03/09/2026
C’è un esperimento che ogni tanto torna a circolare online, e che ogni volta mi lascia lo stesso nodo allo stomaco. Si mostrano a dei bambini due bambole identiche in tutto, tranne che nella corporatura: una magra, una più grande. Poi si fanno domande semplici. Qual è la più carina? Qual è la più pigra? Qual è la più cattiva?
Le risposte arrivano quasi sempre veloci, sicure. La bambola magra è quella carina. Quella grande è pigra, è cattiva.
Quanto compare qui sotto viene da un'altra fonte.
//! Telemetry setup
//!
//! Installs the global `tracing` subscriber. `RUST_LOG` takes precedence over
//! the configured level.

use crate::config::TelemetryConfig;
use crate::errors::{EngineError, Result};
use tracing_subscriber::EnvFilter;

/// Build the log filter from the environment or the configured level
pub fn build_filter(level: &str) -> Result<EnvFilter> {
    EnvFilter::try_from_default_env()
        .or_else(|_| EnvFilter::try_new(level))
        .map_err(|e| EngineError::ConfigError(format!("Invalid log filter '{}': {}", level, e)))
}

/// Initialize the tracing subscriber for logging
///
/// Fails if a global subscriber is already installed.
pub fn init_logging(config: &TelemetryConfig) -> Result<()> {
    let filter = build_filter(&config.log_level)?;
    let builder = tracing_subscriber::fmt()
        .with_env_filter(filter)
        .with_writer(std::io::stderr)
        .with_target(false);

    let installed = if config.json {
        builder.json().try_init()
    } else {
        builder.compact().try_init()
    };

    installed.map_err(|e| EngineError::Generic(format!("Failed to install log subscriber: {}", e)))
}
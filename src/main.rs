//! adaptive-engine - Main CLI Entry Point

use adaptive_engine::{
    cli::{load_experiences, Args, Commands, ContextArgs, Verbosity},
    config::EngineConfig,
    events::{EventKind, LearningEvent},
    memory::types::Context as TaskContext,
    telemetry, AdaptiveEngine, Statistics,
};
use anyhow::{Context, Result};
use clap::Parser;
use colored::Colorize;
use std::path::Path;
use tracing::info;

fn main() -> Result<()> {
    let args = Args::parse();
    let verbosity = args.verbosity();

    let mut config = EngineConfig::load(args.config.clone())?;
    if let Some(level) = verbosity.log_level() {
        config.telemetry.log_level = level.to_string();
    }
    if args.json_logs {
        config.telemetry.json = true;
    }
    telemetry::init_logging(&config.telemetry)?;

    match &args.command {
        Commands::Replay { file } => {
            let engine = build_engine(&config, verbosity)?;
            let recorded = replay(&engine, file)?;
            print_statistics(recorded, &engine.statistics()?);
        }
        Commands::Recommend { context, actions } => {
            let engine = build_engine(&config, verbosity)?;
            let task_context = prepare(&engine, context)?;
            let choice = engine.get_best_action(&task_context, actions)?;

            println!("{} {}", "Recommended:".green().bold(), choice);
            if verbosity != Verbosity::Quiet {
                for value in engine.action_values(&task_context, actions)? {
                    println!(
                        "  {:<24} q={:.4}  visits={}",
                        value.action, value.q_value, value.visit_count
                    );
                }
            }
        }
        Commands::Predict { context, decision } => {
            let engine = build_engine(&config, verbosity)?;
            let task_context = prepare(&engine, context)?;
            let prediction = engine.predict_outcome(&task_context, decision)?;

            println!(
                "{} {:.1}%",
                "Predicted success:".green().bold(),
                prediction.predicted_outcome.success * 100.0
            );
            println!("Confidence: {:.1}%", prediction.confidence * 100.0);
            if !prediction.recommendations.is_empty() {
                println!("\nRecommendations:");
                for recommendation in &prediction.recommendations {
                    println!("  • {}", recommendation);
                }
            }
        }
        Commands::Export { from } => {
            let engine = build_engine(&config, verbosity)?;
            if let Some(file) = from {
                replay(&engine, file)?;
            }
            let export = engine.export_knowledge()?;
            println!("{}", serde_json::to_string_pretty(&export)?);
        }
        Commands::Config => {
            show_config(&args, &config)?;
        }
    }

    Ok(())
}

fn build_engine(config: &EngineConfig, verbosity: Verbosity) -> Result<AdaptiveEngine> {
    let engine = AdaptiveEngine::new(config.learning.clone())?;

    if verbosity.show_events() {
        engine.on(EventKind::PatternDiscovered, |event| {
            if let LearningEvent::PatternDiscovered { description, .. } = event {
                eprintln!("{} {}", "Pattern discovered:".cyan().bold(), description);
            }
            Ok(())
        });
    }

    Ok(engine)
}

/// Learn from `--from` if given, then build the query context
fn prepare(engine: &AdaptiveEngine, args: &ContextArgs) -> Result<TaskContext> {
    if let Some(file) = &args.from {
        replay(engine, file)?;
    }

    let context = args
        .requirements
        .iter()
        .fold(TaskContext::new(args.task.clone(), args.complexity), |ctx, req| {
            ctx.with_requirement(req.clone())
        });
    context.validate()?;
    Ok(context)
}

fn replay(engine: &AdaptiveEngine, file: &Path) -> Result<usize> {
    let experiences = load_experiences(file)?;
    let total = experiences.len();

    for (index, experience) in experiences.into_iter().enumerate() {
        engine
            .record_experience(experience)
            .with_context(|| format!("Experience {} of {} rejected", index + 1, total))?;
    }

    info!(file = %file.display(), recorded = total, "Replay complete");
    Ok(total)
}

fn print_statistics(recorded: usize, stats: &Statistics) {
    println!("{} {} experiences", "Recorded".green().bold(), recorded);
    println!();
    println!("Statistics:");
    println!("  Total experiences:   {}", stats.total_experiences);
    println!("  Stored experiences:  {}", stats.stored_experiences);
    println!("  Evicted:             {}", stats.evicted_experiences);
    println!("  Patterns discovered: {}", stats.patterns_discovered);
    println!("  Knowledge nodes:     {}", stats.knowledge_nodes);
    println!("  Knowledge edges:     {}", stats.knowledge_edges);
    println!("  Q-table entries:     {}", stats.q_table_entries);
    println!("  Learning rate:       {}", stats.learning_rate);
    println!("  Exploration rate:    {}", stats.exploration_rate);
}

fn show_config(args: &Args, config: &EngineConfig) -> Result<()> {
    println!("{}", "adaptive-engine configuration".bold());
    println!();

    let source = match (&args.config, EngineConfig::default_path()) {
        (Some(path), _) => path.display().to_string(),
        (None, Some(path)) if path.exists() => path.display().to_string(),
        _ => "built-in defaults".to_string(),
    };
    println!("Source: {}", source);
    println!("Verbosity: {:?}", args.verbosity());
    println!();
    print!("{}", config.to_toml()?);

    Ok(())
}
E quando chiedono ai bambini se preferirebbero essere più intelligenti o più carini, la maggioranza sceglie carini, senza pensarci troppo.
Non è una sorpresa, ma è una conferma: i bambini iniziano a interiorizzare pregiudizi legati all’aspetto fisico molto prima di quanto immaginiamo, assorbendoli da tutto ciò che li circonda, spesso senza che nessuno se ne accorga.
Questo meccanismo ha un nome preciso: si chiama stigma del peso, uno dei pregiudizi sociali più radicati e meno riconosciuti come tali. Qui lo vediamo nella sua forma più pura, perché un bambino non ha ancora imparato a mascherarlo dietro un linguaggio educato.
E poi c’è il dato che mi colpisce di più: scegliere di essere di bell’aspetto piuttosto che intelligenti. È la fotografia di quale valore la nostra cultura comunica come prioritario, ancora prima che possano scegliere consapevolmente chi vogliono essere.
Questi bambini non vanno corretti. Vanno ascoltati, perché sono lo specchio di quello che gli adulti gli mostrano ogni giorno.
Il problema non è mai stato il bambino. È tutto quello che gli arriva prima ancora che possa scegliere.